I can't abide "stroke victim." The brain event I had didn't select me for victimisation, and I'm not now, nor have I ever been, a victim of any singularly malign force. I had the stroke because I was fat, lazy and have a genetic predisposition to high blood pressure that, coupled with my obesity and sedentary indolence made my head explode. No victimisation there.

Whenever I hear "stroke victim" I am reminded of a scene in the movie Addams Family Values, where Wednesday is trapped at summer camp and is enduring a swimming rescue lesson. She's shown on the end of a pier in a black Victorian bathing costume, next to her tween nemesis, the preppy, peppy, pretty bland and blond girl. The instructor asks for a volunteer to be the victim. The blond girl's hand shoots up and she squeals "me, me, me." The camera cuts to a close-up of Christina Ricci deadpanning "all your life."

The popular alternative is "stroke survivor." I reject this because it's tautological. I'm either a stroke survivor, or I'm dead, and if I were a corpse, you wouldn't be reading my writing. "Survivor" is way better than "victim" but it's  still rubbish, because it adds nothing to the conversation.

Until recently, I had settled on "stroke sufferer." There's certainly been some suffering involved; recovery isn't really that fun.

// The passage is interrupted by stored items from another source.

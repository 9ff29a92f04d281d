use std::collections::{HashMap, HashSet};

use crate::codegen::format_element;
use crate::error::{Error, Result};
use crate::parser::Element;

fn tier(element: &Element) -> u8 {
    match element {
        Element::Include(_) | Element::Macro(_) => 0,
        Element::StructForward(_) => 1,
        Element::Typedef(_) => 2,
        Element::StructDef(_) | Element::EnumDef(_) => 3,
        Element::Function(f) if f.body.is_none() => 4,
        _ => 5,
    }
}

/// Stable sort into declare-before-use order: includes and macros, struct
/// forwards, typedefs, struct and enum definitions, prototypes, the rest.
pub fn hoist(mut elements: Vec<Element>) -> Vec<Element> {
    elements.sort_by_key(tier);
    elements
}

/// Appends a prototype for every function definition.
pub fn add_prototypes(elements: &mut Vec<Element>) {
    let prototypes = elements
        .iter()
        .filter_map(|e| match e {
            Element::Function(f) if f.body.is_some() => Some(Element::Function(f.forward())),
            _ => None,
        })
        .collect::<Vec<_>>();
    elements.extend(prototypes);
}

/// What a definition defines, for spotting two different bodies under one
/// name.
fn defined_name(element: &Element) -> Option<String> {
    match element {
        Element::Typedef(t) => t.name().map(|n| format!("typedef {}", n)),
        Element::StructDef(s) => Some(format!("{} {}", s.kind.as_str(), s.name)),
        Element::EnumDef(e) => Some(format!("enum {}", e.name)),
        _ => None,
    }
}

fn is_deduplicated(element: &Element) -> bool {
    match element {
        Element::Typedef(_)
        | Element::StructDef(_)
        | Element::StructForward(_)
        | Element::EnumDef(_)
        | Element::Include(_) => true,
        Element::Function(f) => f.body.is_none(),
        _ => false,
    }
}

/// Keeps the first of every group of declarations that render to the same
/// text. Two different definitions of one type name are an error.
pub fn dedup(elements: Vec<Element>) -> Result<Vec<Element>> {
    let mut seen = HashSet::new();
    let mut definitions: HashMap<String, String> = HashMap::new();
    let mut out = Vec::with_capacity(elements.len());

    for element in elements {
        if !is_deduplicated(&element) {
            out.push(element);
            continue;
        }
        let text = format_element(&element);
        if seen.contains(&text) {
            continue;
        }
        if let Some(name) = defined_name(&element) {
            if let Some(first) = definitions.get(&name) {
                return Err(Error::ConflictingDefinition {
                    name,
                    first: first.clone(),
                    second: text,
                });
            }
            definitions.insert(name, text.clone());
        }
        seen.insert(text);
        out.push(element);
    }
    Ok(out)
}
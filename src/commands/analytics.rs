// Copyright (c) AlphaVelocity.
// All rights reserved.
//
// This source code is licensed under the license found in the
// LICENSE file in the root directory of this source tree.

use crate::analytics::analytics;
use crate::store::Store;
use crate::utils::{fmt_money, maybe_print_json, parse_date, pretty_table};
use anyhow::Result;

pub fn handle(store: &Store, sub: &clap::ArgMatches) -> Result<()> {
    let today = match sub.get_one::<String>("date") {
        Some(d) => parse_date(d)?,
        None => store.today(),
    };
    let reports = analytics(store, today)?;
    if maybe_print_json(sub.get_flag("json"), sub.get_flag("jsonl"), &reports)? {
        return Ok(());
    }
    for report in &reports {
        let mut rows: Vec<Vec<String>> = report
            .by_type
            .iter()
            .map(|(ty, f)| {
                vec![
                    ty.label().to_string(),
                    fmt_money(&f.cash),
                    fmt_money(&f.profit),
                    f.count.to_string(),
                ]
            })
            .collect();
        rows.push(vec![
            "Total".to_string(),
            fmt_money(&report.total.cash),
            fmt_money(&report.total.profit),
            report.total.count.to_string(),
        ]);
        println!("{}", report.period.label());
        println!(
            "{}",
            pretty_table(&["Type", "Net Cash", "Profit", "Count"], rows)
        );
    }
    Ok(())
}
// Copyright (c) AlphaVelocity.
// All rights reserved.
//
// This source code is licensed under the license found in the
// LICENSE file in the root directory of this source tree.

//! SQLite-backed data access for transactions, users and bills.
//!
//! Every write goes through [`cashflow::derive`], so `cash_in`/`cash_out` on
//! disk always follow from `(type, amount, fee)`. Reads never cache: each call
//! hits the database.

use chrono::{DateTime, Datelike, Duration, FixedOffset, NaiveDate, NaiveTime, Utc};
use std::ops::RangeInclusive;
use rusqlite::types::Value;
use rusqlite::{Connection, OptionalExtension, Row, params, params_from_iter};
use rust_decimal::Decimal;
use tracing::{debug, info, warn};

use crate::cashflow::{self, CashFlow};
use crate::config::Config;
use crate::db;
use crate::error::{Error, Result};
use crate::models::{
    Bill, BillFilter, BillStats, BillStatus, NewBill, NewTransaction, PaymentMode, Transaction,
    TransactionFilter, TransactionType, TransactionUpdate, User,
};

const TS_FORMAT: &str = "%Y-%m-%dT%H:%M:%S%.6fZ";

/// Years a stored timestamp may fall in; four digits keep text order equal
/// to time order.
const STORED_YEARS: RangeInclusive<i32> = 1..=9999;

const TX_COLUMNS: &str = "t.id, t.type, t.amount, t.fee, t.payment_mode, t.cash_in, t.cash_out, \
     t.note, t.created_at, t.updated_at, u.username";

const BILL_COLUMNS: &str = "b.id, b.customer_ref, b.customer_name, b.amount, b.fee, b.due_date, \
     b.status, b.transaction_id, b.paid_at, b.note, b.created_at, u.username";

pub struct Store {
    conn: Connection,
    config: Config,
}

The term is at least accurate, but a problem still obtains: the word "stroke." Having a stroke is significant, and it matters a lot when the underlying cause is strange and unusual. But seventeen months later, I find 'stroke' as a magic word troublesome. Sure, I will use it to my advantage whenever I can, because frankly, I need the help and consideration, but it implies that there is something particular and unusual about my condition, and I see that as more of a problem than a perquisite.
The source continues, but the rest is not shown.